Le plus beau de mes droits d’homme libre, ô roumi, C’est celui de pouvoir sauver mon ennemi... D’assurer, chez mon peuple, à qui m’en paraît digne, L’asile et les secours,--en le marquant d’un signe. Si je jette sur toi mon manteau, ce manteau Est plus sûr que du fer contre un coup de couteau; Et, quel que soit l’objet que te donne un Kabyle, En disant: _Anaya_,--tu peux marcher tranquille, Tête haute, dans mon pays, du Sud au Nord: L’_anaya_ t’accompagne, et rien n’est aussi fort! C’est un beau droit, dans un pays toujours en guerre! Et la sécurité ne s’y connaîtrait guère Sans l’_anaya_;--mais Dieu veut le bien près du mal. Un Kabyle perdrait sa femme ou son cheval Plus volontiers que son beau droit de faire grâce! L’_anaya_, c’est, roumi, le sultan de ma race: Sans exiger d’impôts il ne fait que du bien... Dis, quel autre sultan peut égaler le mien?

LE GÉNÉRAL MARGUERITTE[1]

[1] Ces vers ont été lus par l’auteur à l’inauguration de la statue du général Margueritte, à Kouba, le 17 avril 1887.

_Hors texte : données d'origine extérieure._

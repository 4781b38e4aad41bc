//! Schema descriptor capability consumed by the compiler.
//!
//! The compiler never reflects over anything at runtime: each entity type
//! implements [`SchemaDescriptor`] on a unit struct, and the compiler reads
//! field names, field types and the association map through an [`EntityRef`]
//! handle. Association maps are built on demand so cyclic entity graphs
//! (post → comments → post) need no initialization order.

use crate::ast::QueryAst;
use crate::filter::FilterValue;
use indexmap::IndexMap;
use std::fmt;

/// Column type tag. Only the array/scalar distinction changes how a
/// comparison compiles; the rest is carried for execution layers.
#[derive(Debug, Clone, Copy, PartialEq, Eq)]
pub enum TypeTag {
    Id,
    Integer,
    Float,
    Boolean,
    Text,
    Timestamp,
    Array(&'static TypeTag),
}

impl TypeTag {
    pub fn is_array(&self) -> bool {
        matches!(self, Self::Array(_))
    }
}

/// Association cardinality as seen from the owning entity.
#[derive(Debug, Clone, Copy, PartialEq, Eq)]
pub enum Cardinality {
    One,
    Many,
}

/// One named association hop from an entity to a target entity.
///
/// A `through` association is transitive: `through` lists the chain of
/// association names to walk, in order, ending at `target`.
#[derive(Debug, Clone)]
pub struct AssociationDescriptor {
    pub target: EntityRef,
    pub cardinality: Cardinality,
    pub through: Option<Vec<&'static str>>,
}

impl AssociationDescriptor {
    pub fn one(target: EntityRef) -> Self {
        Self {
            target,
            cardinality: Cardinality::One,
            through: None,
        }
    }

    pub fn many(target: EntityRef) -> Self {
        Self {
            target,
            cardinality: Cardinality::Many,
            through: None,
        }
    }

    pub fn through(target: EntityRef, cardinality: Cardinality, chain: Vec<&'static str>) -> Self {
        Self {
            target,
            cardinality,
            through: Some(chain),
        }
    }
}

/// Free-text search extension point. The hook receives the accumulator and
/// the raw `search` filter value and returns the extended accumulator.
pub type SearchHook = fn(QueryAst, &FilterValue) -> QueryAst;

/// Static metadata for one queryable entity.
pub trait SchemaDescriptor: Send + Sync {
    /// Table (relation) name, e.g. `posts`.
    fn source_name(&self) -> &'static str;

    /// Root alias used to qualify columns of this entity in a compiled
    /// query, e.g. `post`. Join aliases are derived from it.
    fn entity_alias(&self) -> &'static str;

    fn fields(&self) -> &'static [&'static str];

    fn field_type(&self, field: &str) -> Option<TypeTag>;

    fn associations(&self) -> IndexMap<&'static str, AssociationDescriptor> {
        IndexMap::new()
    }

    fn search_hook(&self) -> Option<SearchHook> {
        None
    }
}

/// Cheap copyable handle to an entity's schema descriptor.
#[derive(Clone, Copy)]
pub struct EntityRef(&'static dyn SchemaDescriptor);

impl EntityRef {
    pub fn new(descriptor: &'static dyn SchemaDescriptor) -> Self {
        Self(descriptor)
    }

    pub fn source_name(&self) -> &'static str {
        self.0.source_name()
    }

    pub fn entity_alias(&self) -> &'static str {
        self.0.entity_alias()
    }

    pub fn fields(&self) -> &'static [&'static str] {
        self.0.fields()
    }

    pub fn field_type(&self, field: &str) -> Option<TypeTag> {
        self.0.field_type(field)
    }

    pub fn has_field(&self, field: &str) -> bool {
        self.0.field_type(field).is_some()
    }

    pub fn associations(&self) -> IndexMap<&'static str, AssociationDescriptor> {
        self.0.associations()
    }

    pub fn association(&self, name: &str) -> Option<AssociationDescriptor> {
        self.0.associations().shift_remove(name)
    }

    pub fn search_hook(&self) -> Option<SearchHook> {
        self.0.search_hook()
    }
}

impl fmt::Debug for EntityRef {
    fn fmt(&self, f: &mut fmt::Formatter<'_>) -> fmt::Result {
        f.debug_tuple("EntityRef").field(&self.source_name()).finish()
    }
}

impl PartialEq for EntityRef {
    fn eq(&self, other: &Self) -> bool {
        std::ptr::eq(
            self.0 as *const dyn SchemaDescriptor as *const (),
            other.0 as *const dyn SchemaDescriptor as *const (),
        )
    }
}

impl Eq for EntityRef {}


#[cfg(test)]
mod tests {
    use super::fixtures::{comment, post};
    use super::*;

    #[test]
    fn test_entity_ref_identity() {
        assert_eq!(post(), post());
        assert_ne!(post(), comment());
    }

    #[test]
    fn test_field_lookup() {
        assert_eq!(post().field_type("title"), Some(TypeTag::Text));
        assert_eq!(post().field_type("missing"), None);
        assert!(comment().field_type("tags").unwrap().is_array());
    }

    #[test]
    fn test_association_lookup() {
        let assoc = post().association("comments").unwrap();
        assert_eq!(assoc.target, comment());
        assert_eq!(assoc.cardinality, Cardinality::Many);

        let through = post().association("commenters").unwrap();
        assert_eq!(through.through, Some(vec!["comments", "user"]));
    }
}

En face,--par delà cette mer aux eaux bleues, Chemin universel, large de deux cents lieues,-- C’est la France... Et le sol fleuri, tout sablé d’or, Que nous foulons ici, qu’est-ce?--La France encor. Deux Frances; un seul cœur pour la joie ou l’épreuve: On dirait simplement les deux rives d’un fleuve! Et Margueritte, né de Lorrains paysans, Fils d’un soldat, chasseur de fauves à quinze ans, Cavalier du désert, visage allégorique, Tomba devant Sedan.--C’est le Français d’Afrique.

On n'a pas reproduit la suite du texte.